A cruise trip along the city's waterway, which was restored through an ecological restoration project that freed up the route for Dongbinnae Port, is another delightful experience unique to Pohang.
Bonghwa, a county permeated with the scent of pine mushrooms
and the kindness of its people
When the cool autumn breeze begins to blow, gourmets become busy sniffing the air for the scent of pine mushrooms. When autumn arrives, these mushrooms reveal their heads on Bonghwa's soil. With the Baekdudaegan mountain range to its west and the southern Taebaek Range to its east, Bonghwa is Korea's largest pine mushroom producer, thanks to its clean water and air and unspoiled nature.

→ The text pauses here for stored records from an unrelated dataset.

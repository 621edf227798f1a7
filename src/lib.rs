//! Streaming voxel world core: an origin-relative chunk container, its
//! demand-paged boundary set, a bucketed-BFS sunlight propagator, a quad
//! mesher with baked ambient occlusion, and the GPU-resident memory pools
//! and indirect multi-draw arenas that present meshed chunks to the
//! renderer. See `DESIGN.md` for how each module is grounded.

pub mod arrays;
pub mod block;
pub mod chunk;
pub mod concurrency;
pub mod config;
pub mod container;
pub mod error;
pub mod frustum;
pub mod gpu;
pub mod index;
pub mod lighting;
pub mod mesher;
pub mod pipeline;
pub mod sort;
pub mod terrain;

/// Common imports for consumers wiring the pipeline, container, and arenas
/// together.
pub mod prelude {
    pub use crate::arrays::{BlockArrayBox, BlockBox};
    pub use crate::block::{BlockProperties, BlockRegistry, BlockType, FaceTextures};
    pub use crate::chunk::{BlockLight, Chunk, NonOpaqueFaces};
    pub use crate::config::WorldConfig;
    pub use crate::container::{ChunkContainer, ChunkHandle};
    pub use crate::error::EngineError;
    pub use crate::frustum::Frustum;
    pub use crate::gpu::{ChunkArena, DrawHandle, IndirectDrawCommand, MemoryPool, MultiDrawArena};
    pub use crate::index::{BlockIndex, Direction, GlobalIndex, LocalIndex};
    pub use crate::mesher::{MeshedDraw, PackedVertex, Voxel};
    pub use crate::pipeline::{PipelineContext, PipelineDriver, Priority, Scheduler, TaskKind, TaskOutcome};

    pub use glam::{IVec3, Mat4, Vec3};
    pub use parking_lot::{Mutex, RwLock};
}

/// Current crate version.
pub const VERSION: &str = env!("CARGO_PKG_VERSION");
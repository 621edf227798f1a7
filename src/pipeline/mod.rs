//! The chunk task scheduler: a three-priority thread pool plus a per-frame
//! main-thread driver covering chunk generation, lighting, lazy and forced
//! meshing, eviction, and the rate-limited `loadNewChunks`/`clean` kicks.
//!
//! Immediate-priority tasks run on a dedicated single-thread pool so a long
//! Normal-priority backlog can never starve a player-initiated edit; High
//! and Normal share a worker pool, with High drained first whenever both
//! have work.

use std::sync::atomic::{AtomicBool, Ordering};
use std::sync::Arc;
use std::thread::JoinHandle;
use std::time::{Duration, Instant};

use crossbeam_channel::{unbounded, Receiver, RecvTimeoutError, Select, Sender};

use crate::arrays::BlockArrayBox;
use crate::block::{BlockRegistry, BlockType};
use crate::chunk::Chunk;
use crate::concurrency::WorkSet;
use crate::container::ChunkContainer;
use crate::index::GlobalIndex;
use crate::lighting;
use crate::mesher::{self, MeshedDraw};

#[derive(Debug, Clone, Copy, PartialEq, Eq, Hash)]
pub enum Priority {
    Immediate,
    High,
    Normal,
}

/// One unit of pipeline work. Every variant's dedup key is the chunk it
/// targets.
#[derive(Debug, Clone, Copy, PartialEq, Eq, Hash)]
pub enum TaskKind {
    GenerateNewChunk(GlobalIndex),
    EraseChunk(GlobalIndex),
    Lighting(GlobalIndex),
    LazyMeshing(GlobalIndex),
    ForceMeshing(GlobalIndex),
}

impl TaskKind {
    pub fn key(&self) -> GlobalIndex {
        match *self {
            TaskKind::GenerateNewChunk(i)
            | TaskKind::EraseChunk(i)
            | TaskKind::Lighting(i)
            | TaskKind::LazyMeshing(i)
            | TaskKind::ForceMeshing(i) => i,
        }
    }

    pub fn priority(&self) -> Priority {
        match self {
            TaskKind::GenerateNewChunk(_) | TaskKind::Lighting(_) | TaskKind::LazyMeshing(_) => Priority::Normal,
            TaskKind::EraseChunk(_) => Priority::High,
            TaskKind::ForceMeshing(_) => Priority::Immediate,
        }
    }
}

/// The result of running a task, handed back to the driver for upload or
/// further scheduling (lighting's cross-chunk notification re-submits
/// `Lighting` tasks for affected neighbours).
#[derive(Debug)]
pub enum TaskOutcome {
    Generated(GlobalIndex),
    Erased(GlobalIndex),
    /// `affected` is the cross-chunk notification list: neighbours whose
    /// boundary lighting changed and which therefore need their own
    /// `Lighting` task resubmitted. The driver owns resubmission so the
    /// worker pool doesn't need a handle back to the `Scheduler`.
    Lit { index: GlobalIndex, affected: Vec<GlobalIndex> },
    Meshed { index: GlobalIndex, immediate: bool, opaque: MeshedDraw, transparent: MeshedDraw },
}

/// Everything a worker thread needs to execute a task, shared across the
/// whole scheduler. `generate` is left abstract (terrain noise is an
/// explicit Non-goal) so callers supply whatever elevation/biome/classifier
/// stack they like.
pub struct PipelineContext {
    pub container: Arc<ChunkContainer>,
    pub registry: Arc<BlockRegistry>,
    pub edge: i32,
    pub max_sunlight: crate::chunk::BlockLight,
    pub generate: Arc<dyn Fn(GlobalIndex) -> BlockArrayBox<BlockType> + Send + Sync>,
}

fn run_task(ctx: &PipelineContext, task: TaskKind) -> Option<TaskOutcome> {
    match task {
        TaskKind::GenerateNewChunk(idx) => {
            if ctx.container.contains(idx) {
                return None;
            }
            let composition = (ctx.generate)(idx);
            let mut chunk = Chunk::new_empty(idx, ctx.edge, ctx.max_sunlight);
            chunk.set_composition(composition, &ctx.registry);
            ctx.container.insert(idx, Arc::new(parking_lot::RwLock::new(chunk)));
            Some(TaskOutcome::Generated(idx))
        }
        TaskKind::EraseChunk(idx) => {
            ctx.container.erase(idx);
            Some(TaskOutcome::Erased(idx))
        }
        TaskKind::Lighting(idx) => {
            let Some(handle) = ctx.container.get(idx) else {
                log::trace!("dropping lighting task for {idx:?}: chunk erased before the task ran");
                return None;
            };
            let (new_lighting, affected) = {
                let guard = handle.read();
                lighting::update_lighting(&ctx.container, &guard, &ctx.registry)
            };
            handle.write().set_lighting(new_lighting);
            Some(TaskOutcome::Lit { index: idx, affected })
        }
        TaskKind::LazyMeshing(idx) | TaskKind::ForceMeshing(idx) => {
            let Some(handle) = ctx.container.get(idx) else {
                log::trace!("dropping mesh task for {idx:?}: chunk erased before the task ran");
                return None;
            };
            let guard = handle.read();
            let (opaque, transparent) = mesher::mesh_chunk(&ctx.container, &guard, &ctx.registry);
            Some(TaskOutcome::Meshed { index: idx, immediate: matches!(task, TaskKind::ForceMeshing(_)), opaque, transparent })
        }
    }
}

/// Owns the worker threads and the submission/result channels. Dropping it
/// signals shutdown and joins every worker (`WorkSet`'s mutex is
/// uncontended here; tasks are coarse-grained).
pub struct Scheduler {
    immediate_tx: Sender<TaskKind>,
    high_tx: Sender<TaskKind>,
    normal_tx: Sender<TaskKind>,
    results_rx: Receiver<TaskOutcome>,
    work_set: WorkSet<GlobalIndex>,
    shutdown: Arc<AtomicBool>,
    workers: Vec<JoinHandle<()>>,
}

impl Scheduler {
    pub fn new(ctx: Arc<PipelineContext>, shared_worker_count: usize) -> Self {
        let (immediate_tx, immediate_rx) = unbounded::<TaskKind>();
        let (high_tx, high_rx) = unbounded::<TaskKind>();
        let (normal_tx, normal_rx) = unbounded::<TaskKind>();
        let (results_tx, results_rx) = unbounded::<TaskOutcome>();
        let shutdown = Arc::new(AtomicBool::new(false));
        let work_set = WorkSet::new();

        let mut workers = Vec::new();

        // Dedicated pool: one thread that only ever drains Immediate, so a
        // busy shared pool can never delay a player-initiated edit.
        {
            let ctx = ctx.clone();
            let rx = immediate_rx;
            let tx = results_tx.clone();
            let shutdown = shutdown.clone();
            let work_set = work_set.clone();
            workers.push(std::thread::spawn(move || immediate_worker_loop(ctx, rx, tx, shutdown, work_set)));
        }

        // Shared pool: High drained ahead of Normal whenever both are ready.
        for _ in 0..shared_worker_count.max(1) {
            let ctx = ctx.clone();
            let high_rx = high_rx.clone();
            let normal_rx = normal_rx.clone();
            let tx = results_tx.clone();
            let shutdown = shutdown.clone();
            let work_set = work_set.clone();
            workers.push(std::thread::spawn(move || shared_worker_loop(ctx, high_rx, normal_rx, tx, shutdown, work_set)));
        }

        Self { immediate_tx, high_tx, normal_tx, results_rx, work_set, shutdown, workers }
    }

    /// Submits a task if its key isn't already queued or running. Returns
    /// `false` if the submission was dropped as a duplicate.
    pub fn submit(&self, task: TaskKind) -> bool {
        if !self.work_set.try_claim(task.key()) {
            return false;
        }
        let sent = match task.priority() {
            Priority::Immediate => self.immediate_tx.send(task),
            Priority::High => self.high_tx.send(task),
            Priority::Normal => self.normal_tx.send(task),
        };
        sent.is_ok()
    }

    pub fn results(&self) -> &Receiver<TaskOutcome> {
        &self.results_rx
    }
}

impl Drop for Scheduler {
    fn drop(&mut self) {
        self.shutdown.store(true, Ordering::SeqCst);
        for worker in self.workers.drain(..) {
            let _ = worker.join();
        }
    }
}

fn immediate_worker_loop(ctx: Arc<PipelineContext>, rx: Receiver<TaskKind>, tx: Sender<TaskOutcome>, shutdown: Arc<AtomicBool>, work_set: WorkSet<GlobalIndex>) {
    while !shutdown.load(Ordering::Relaxed) {
        match rx.recv_timeout(Duration::from_millis(50)) {
            Ok(task) => {
                if let Some(outcome) = run_task(&ctx, task) {
                    let _ = tx.send(outcome);
                }
                work_set.release(&task.key());
            }
            Err(RecvTimeoutError::Timeout) => continue,
            Err(RecvTimeoutError::Disconnected) => break,
        }
    }
}

fn shared_worker_loop(
    ctx: Arc<PipelineContext>,
    high_rx: Receiver<TaskKind>,
    normal_rx: Receiver<TaskKind>,
    tx: Sender<TaskOutcome>,
    shutdown: Arc<AtomicBool>,
    work_set: WorkSet<GlobalIndex>,
) {
    while !shutdown.load(Ordering::Relaxed) {
        if let Ok(task) = high_rx.try_recv() {
            execute_and_release(&ctx, task, &tx, &work_set);
            continue;
        }

        let mut select = Select::new();
        let high_op = select.recv(&high_rx);
        let normal_op = select.recv(&normal_rx);
        let selected = match select.ready_timeout(Duration::from_millis(50)) {
            Ok(index) => index,
            Err(_) => continue,
        };

        let task = if selected == high_op {
            high_rx.try_recv()
        } else if selected == normal_op {
            normal_rx.try_recv()
        } else {
            continue;
        };
        if let Ok(task) = task {
            execute_and_release(&ctx, task, &tx, &work_set);
        }
    }
}

fn execute_and_release(ctx: &PipelineContext, task: TaskKind, tx: &Sender<TaskOutcome>, work_set: &WorkSet<GlobalIndex>) {
    if let Some(outcome) = run_task(ctx, task) {
        let _ = tx.send(outcome);
    }
    work_set.release(&task.key());
}

/// Per-frame main-thread work: drains ready results and rate-limits the two
/// periodic kicks. Owns no locks; everything it touches is already
/// thread-safe.
pub struct PipelineDriver {
    load_new_chunks_interval: Duration,
    clean_interval: Duration,
    last_load_new_chunks: Instant,
    last_clean: Instant,
    last_origin: Option<GlobalIndex>,
}

impl PipelineDriver {
    pub fn new(now: Instant) -> Self {
        Self {
            load_new_chunks_interval: Duration::from_millis(25),
            clean_interval: Duration::from_millis(50),
            last_load_new_chunks: now,
            last_clean: now,
            last_origin: None,
        }
    }

    /// Drains every outcome currently available without blocking, splitting
    /// immediate-priority mesh results (uploaded first) from everything
    /// else. Bounded by a short blocking wait so an in-flight immediate
    /// force-mesh is given a chance to land this frame.
    pub fn drain_results(&mut self, scheduler: &Scheduler) -> (Vec<TaskOutcome>, Vec<TaskOutcome>) {
        let mut immediate = Vec::new();
        let mut rest = Vec::new();

        if let Ok(first) = scheduler.results().recv_timeout(Duration::from_millis(2)) {
            bucket(first, &mut immediate, &mut rest);
        }
        while let Ok(outcome) = scheduler.results().try_recv() {
            bucket(outcome, &mut immediate, &mut rest);
        }
        (immediate, rest)
    }

    /// Returns `true` if `loadNewChunks` should be kicked off this frame
    /// (at most once per 25ms).
    pub fn should_load_new_chunks(&mut self, now: Instant) -> bool {
        if now.duration_since(self.last_load_new_chunks) >= self.load_new_chunks_interval {
            self.last_load_new_chunks = now;
            true
        } else {
            false
        }
    }

    /// Returns `true` if `clean` should be kicked off this frame (at most
    /// once per 50ms, and only if the origin index changed).
    pub fn should_clean(&mut self, now: Instant, origin: GlobalIndex) -> bool {
        let origin_changed = self.last_origin != Some(origin);
        self.last_origin = Some(origin);
        if origin_changed && now.duration_since(self.last_clean) >= self.clean_interval {
            self.last_clean = now;
            true
        } else {
            false
        }
    }
}

fn bucket(outcome: TaskOutcome, immediate: &mut Vec<TaskOutcome>, rest: &mut Vec<TaskOutcome>) {
    match &outcome {
        TaskOutcome::Meshed { immediate: true, .. } => immediate.push(outcome),
        _ => rest.push(outcome),
    }
}
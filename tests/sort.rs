//! Transparency sort integration: sorting and rebuilding indices for a
//! voxel list produced by the real mesher, rather than the hand-built
//! `Voxel` fixtures the in-module unit tests use.

use std::sync::Arc;

use glam::Vec3;
use parking_lot::RwLock;

use bloksel_world::index::GlobalIndex;
use bloksel_world::mesher::mesh_chunk;
use bloksel_world::prelude::*;
use bloksel_world::sort::{rebuild_indices, sort_transparent_voxels, SortState};

const EDGE: i32 = 6;

#[test]
fn sorting_a_real_transparent_mesh_keeps_every_voxels_quads_intact() {
    let mut registry = BlockRegistry::new();
    let glass = registry.register(BlockProperties { transparent: true, collidable: false, textures: FaceTextures::Uniform(5) });

    let idx = GlobalIndex::new(0, 0, 0);
    let container = ChunkContainer::new(EDGE);
    let mut composition = BlockArrayBox::unallocated(EDGE, BlockType::AIR);
    // A sparse scatter of floating glass blocks, each isolated so every
    // face is emitted and none get merged away.
    let placements = [(1, 1, 1), (3, 1, 1), (1, 3, 1), (1, 1, 4)];
    for &(i, j, k) in &placements {
        composition.set(BlockIndex::new(i, j, k), glass);
    }
    let mut chunk = Chunk::new_empty(idx, EDGE, 15);
    chunk.set_composition(composition, &registry);
    container.insert(idx, Arc::new(RwLock::new(chunk)));

    let handle = container.get(idx).unwrap();
    let guard = handle.read();
    let (_opaque, transparent) = mesh_chunk(&container, &guard, &registry);
    assert_eq!(transparent.voxels.len(), placements.len());

    let mut voxels = transparent.voxels.clone();
    let mut state = SortState::default();
    let view = Vec3::new(-5.0, -5.0, -5.0);
    let changed = sort_transparent_voxels(&mut voxels, &mut state, idx, idx, view, 1.0, EDGE);
    assert!(changed);

    let indices = rebuild_indices(&voxels, Vec3::ZERO, view, 1.0);
    // Each floating voxel shows all six faces, so the rebuilt index buffer
    // should carry exactly six quads' worth of indices per voxel.
    assert_eq!(indices.len(), voxels.len() * 6 * 6);
}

So it's not surprising that many of Bonghwa's signature dishes are cooked with pine mushrooms, including songi dolsotbap, songijeon, pine mushroom stew, and pine mushroom tea.
Bonghwa's hanyagu, or beef from cattle that are raised on 12 different medicinal herbs, also offers a rich flavor and is just as fragrant as pine mushrooms.
At Daksil Village, a community founded for the Chungjeonggong Branch by Chungjae Gwon Beol, a scholar who lived during the mid-Joseon period, one can taste hangwa, traditional Korean confections that boast a history of 500 years and reflect the head family's traditions.
Experience Korea's unique charms by "tasting" what Gyeongsangbuk-do Province, home to a stunning nature that is untouched by mankind as well as to traditional Korean culture, has to offer.